そう、それは、巨大な翼の生えた赤いトカゲのような姿をしていて――、

 昔話や英雄譚の挿絵でしか見たことがない、竜だった。


「貴女はどうしてやっていないことをやったと言うんですか、いつも!」


 神経質そうな、知った声が耳に飛び込んで私は驚いて立ち上がる。


 竜に跨っているのは、不釣り合いな執事服を着た黒髪のひょろりとした男。

 私の屋敷の執事見習のジェイクだった。


「――ジェ、ジェ?」


 予想外の人物の登場に「ジェイク」と彼の名前を呼ぼうとして、言葉が喉で突っかかる。


「そうですよ、お迎えに来ました――お嬢様」


 あまりに普段と変わらずに彼が返事をするものだから、

 深呼吸をして、いつも通りの口調で私も返事をしてしまう。


「――どういうことよ、それにいつもって……」


「いつもですよ!」


 言っていることは全くわからなかったけれど、そう言って叫ぶジェイクの瞳が潤んでいるように見えたので、私は呆気にとられて押し黙った。

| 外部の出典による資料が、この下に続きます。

#[cfg(test)]
mod tests {
    use super::*;
    use crate::app::ports::HttpGetResult;
    use crate::observability::MemoryReporter;
    use serde_json::json;
    use std::sync::Mutex;
    use tracing::Level;

    /// Replays canned responses in order; `None` simulates a transport error.
    struct ScriptedHttp {
        responses: Mutex<Vec<Option<HttpGetResult>>>,
        calls: Mutex<usize>,
    }

    impl ScriptedHttp {
        fn new(mut responses: Vec<Option<HttpGetResult>>) -> Self {
            responses.reverse();
            Self {
                responses: Mutex::new(responses),
                calls: Mutex::new(0),
            }
        }

        fn calls(&self) -> usize {
            *self.calls.lock().unwrap()
        }
    }

    #[async_trait::async_trait]
    impl HttpClientPort for ScriptedHttp {
        async fn get(&self, _url: &str, _options: &RequestOptions) -> Result<HttpGetResult> {
            *self.calls.lock().unwrap() += 1;
            match self.responses.lock().unwrap().pop().flatten() {
                Some(resp) => Ok(resp),
                None => Err(ScraperError::Api {
                    message: "connection reset".into(),
                }),
            }
        }
    }

    fn ok_json(value: Value) -> Option<HttpGetResult> {
        Some(HttpGetResult {
            status: 200,
            bytes: serde_json::to_vec(&value).unwrap(),
        })
    }

    fn status(code: u16) -> Option<HttpGetResult> {
        Some(HttpGetResult {
            status: code,
            bytes: b"oops".to_vec(),
        })
    }

    fn settings() -> BudgetSettings {
        BudgetSettings {
            url: "https://budget.test/level1/".into(),
            request: RequestOptions {
                timeout: Duration::from_secs(1),
                user_agent: "test".into(),
                accept: None,
            },
            max_retries: 3,
            retry_delay: Duration::ZERO,
        }
    }

    fn extractor(http: Arc<ScriptedHttp>, reporter: Arc<MemoryReporter>) -> BudgetExtractor {
        BudgetExtractor::new(http, reporter, settings())
    }

    #[tokio::test]
    async fn test_fetch_retries_then_succeeds() {
        let http = Arc::new(ScriptedHttp::new(vec![
            None,
            status(503),
            ok_json(json!({"items": []})),
        ]));
        let reporter = Arc::new(MemoryReporter::new());
        let result = extractor(http.clone(), reporter.clone()).fetch().await;

        assert!(result.is_some());
        assert_eq!(http.calls(), 3);
        assert!(reporter.contains(Level::WARN, "Attempt 2 failed"));
    }

    #[tokio::test]
    async fn test_fetch_gives_up_after_max_retries() {
        let http = Arc::new(ScriptedHttp::new(vec![status(500), status(500), status(500), status(500)]));
        let reporter = Arc::new(MemoryReporter::new());
        let result = extractor(http.clone(), reporter).fetch().await;

        assert!(result.is_none());
        assert_eq!(http.calls(), 3);
    }

    #[tokio::test]
    async fn test_zero_retries_still_makes_one_attempt() {
        let http = Arc::new(ScriptedHttp::new(vec![ok_json(json!({"items": []}))]));
        let reporter = Arc::new(MemoryReporter::new());
        let settings = BudgetSettings {
            max_retries: 0,
            ..settings()
        };
        let result = BudgetExtractor::new(http.clone(), reporter.clone(), settings)
            .fetch()
            .await;

        assert!(result.is_some());
        assert_eq!(http.calls(), 1);
        assert!(reporter.contains(Level::INFO, "Attempt 1/1"));
    }

    #[tokio::test]
    async fn test_fetch_rejects_payload_without_items() {
        let http = Arc::new(ScriptedHttp::new(vec![ok_json(json!({"data": []}))]));
        let reporter = Arc::new(MemoryReporter::new());
        let result = extractor(http.clone(), reporter.clone()).fetch().await;

        assert!(result.is_none());
        assert_eq!(http.calls(), 1);
        assert!(reporter.contains(Level::ERROR, "'items'"));
    }

    #[test]
    fn test_normalize_maps_and_coerces() {
        let http = Arc::new(ScriptedHttp::new(vec![]));
        let reporter = Arc::new(MemoryReporter::new());
        let raw = json!({
            "items": [
                {"noTitle": 12, "title": "وزارة الصحة", "total": "1000.456", "used": 250.5,
                 "available": "n/a", "percent": 25.049, "extra": true},
                {"noTitle": "13", "title": "Ministère de l'Éducation", "total": 10, "used": null,
                 "available": 10, "percent": "0"}
            ]
        });

        let table = extractor(http, reporter).normalize(&raw, "2026-01-10 08:00:00");
        assert_eq!(table.len(), 2);
        assert_eq!(table.columns, BudgetField::ALL.to_vec());

        let first = &table.records[0];
        assert_eq!(first.ministry_id.as_deref(), Some("12"));
        assert_eq!(first.initial_amount, Some(1000.46));
        assert_eq!(first.spent_amount, Some(250.5));
        assert_eq!(first.available_amount, None);
        assert_eq!(first.execution_rate, Some(25.05));
        assert_eq!(first.source_url, "https://budget.test/level1/");

        let second = &table.records[1];
        assert_eq!(second.spent_amount, None);
        assert_eq!(second.execution_rate, Some(0.0));
        assert_eq!(second.scraped_at, first.scraped_at);
    }

    #[test]
    fn test_normalize_drops_amounts_that_overflow_rounding() {
        let http = Arc::new(ScriptedHttp::new(vec![]));
        let reporter = Arc::new(MemoryReporter::new());
        let raw = json!({"items": [{"title": "Dette", "total": 1.0e307, "used": 1}]});

        let table = extractor(http, reporter).normalize(&raw, "ts");
        assert_eq!(table.records[0].initial_amount, None);
        assert_eq!(table.rows()[0][1], "");
    }

    #[test]
    fn test_normalize_projects_only_present_fields() {
        let http = Arc::new(ScriptedHttp::new(vec![]));
        let reporter = Arc::new(MemoryReporter::new());
        let raw = json!({"items": [{"title": "Défense", "used": 3}]});

        let table = extractor(http, reporter).normalize(&raw, "ts");
        assert_eq!(
            table.header(),
            vec!["ministry_label", "spent_amount", "scraped_at", "source_url"]
        );
        assert_eq!(table.rows()[0], vec!["Défense", "3", "ts", "https://budget.test/level1/"]);
    }

    #[test]
    fn test_normalize_empty_items() {
        let http = Arc::new(ScriptedHttp::new(vec![]));
        let reporter = Arc::new(MemoryReporter::new());
        let table = extractor(http, reporter.clone()).normalize(&json!({"items": []}), "ts");

        assert!(table.is_empty());
        assert!(reporter.contains(Level::ERROR, "No items"));
    }

    #[tokio::test]
    async fn test_run_with_empty_items_writes_nothing() {
        let dir = tempfile::tempdir().unwrap();
        let http = Arc::new(ScriptedHttp::new(vec![ok_json(json!({"items": []}))]));
        let reporter = Arc::new(MemoryReporter::new());

        extractor(http, reporter).run(dir.path()).await.unwrap();
        assert!(!dir.path().join(BUDGET_OUTPUT_FILE).exists());
    }

    #[tokio::test]
    async fn test_run_writes_bom_csv() {
        let dir = tempfile::tempdir().unwrap();
        let http = Arc::new(ScriptedHttp::new(vec![ok_json(json!({
            "items": [{"noTitle": 1, "title": "Pêches", "total": 5, "used": 2, "available": 3, "percent": 40}]
        }))]));
        let reporter = Arc::new(MemoryReporter::new());

        extractor(http, reporter.clone()).run(dir.path()).await.unwrap();

        let bytes = std::fs::read(dir.path().join(BUDGET_OUTPUT_FILE)).unwrap();
        assert!(bytes.starts_with(b"\xEF\xBB\xBF"));
        let text = String::from_utf8(bytes[3..].to_vec()).unwrap();
        assert!(text.starts_with("ministry_id,ministry_label,initial_amount,spent_amount,available_amount,execution_rate,scraped_at,source_url\n"));
        assert!(text.contains("1,Pêches,5,2,3,40,"));
        assert!(reporter.contains(Level::INFO, "(1 rows)"));
    }
}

いつも私のことを呆れたような顔で見てくるジェイクのこんな顔は見たことがない。


 そのとき、ずきりとまた頭の奥が痛んだ。


「思い出してください、聖女様」


 ジェイクはそう言いながら、竜の背から何かを降ろした。


「マーティン!!!」


 国王が大声で叫ぶ。

 それは、シーツに包まれた顔面蒼白の身動きしない王太子だった。


 王様の脇に並んだ兵士たちが一斉に剣を構える。

 と同時に、玉座の間の扉を押し開けて衛兵が一気に部屋に雪崩れこんだ。


「国王様――! 竜が! マーティン様のお部屋が破壊され、何者かが――!」


 広間に走り込んだ衛兵は、王の後ろで牙を剥く赤い竜を見つけ、目を見開いた。


 ジェイクはそんな周囲の様子を気にする素振りもなく、私に青い瞳を向ける。


「聖女? って言われても……」


「貴女の中に、記憶があるはずです。聖女様――いえ――マリーネ様」


 『マリーネ』


 その響きが頭の中に響き渡る。


 自分のものではない、だけど、実際に自分が見たような映像や言葉が急に頭の中に流れ込んだ。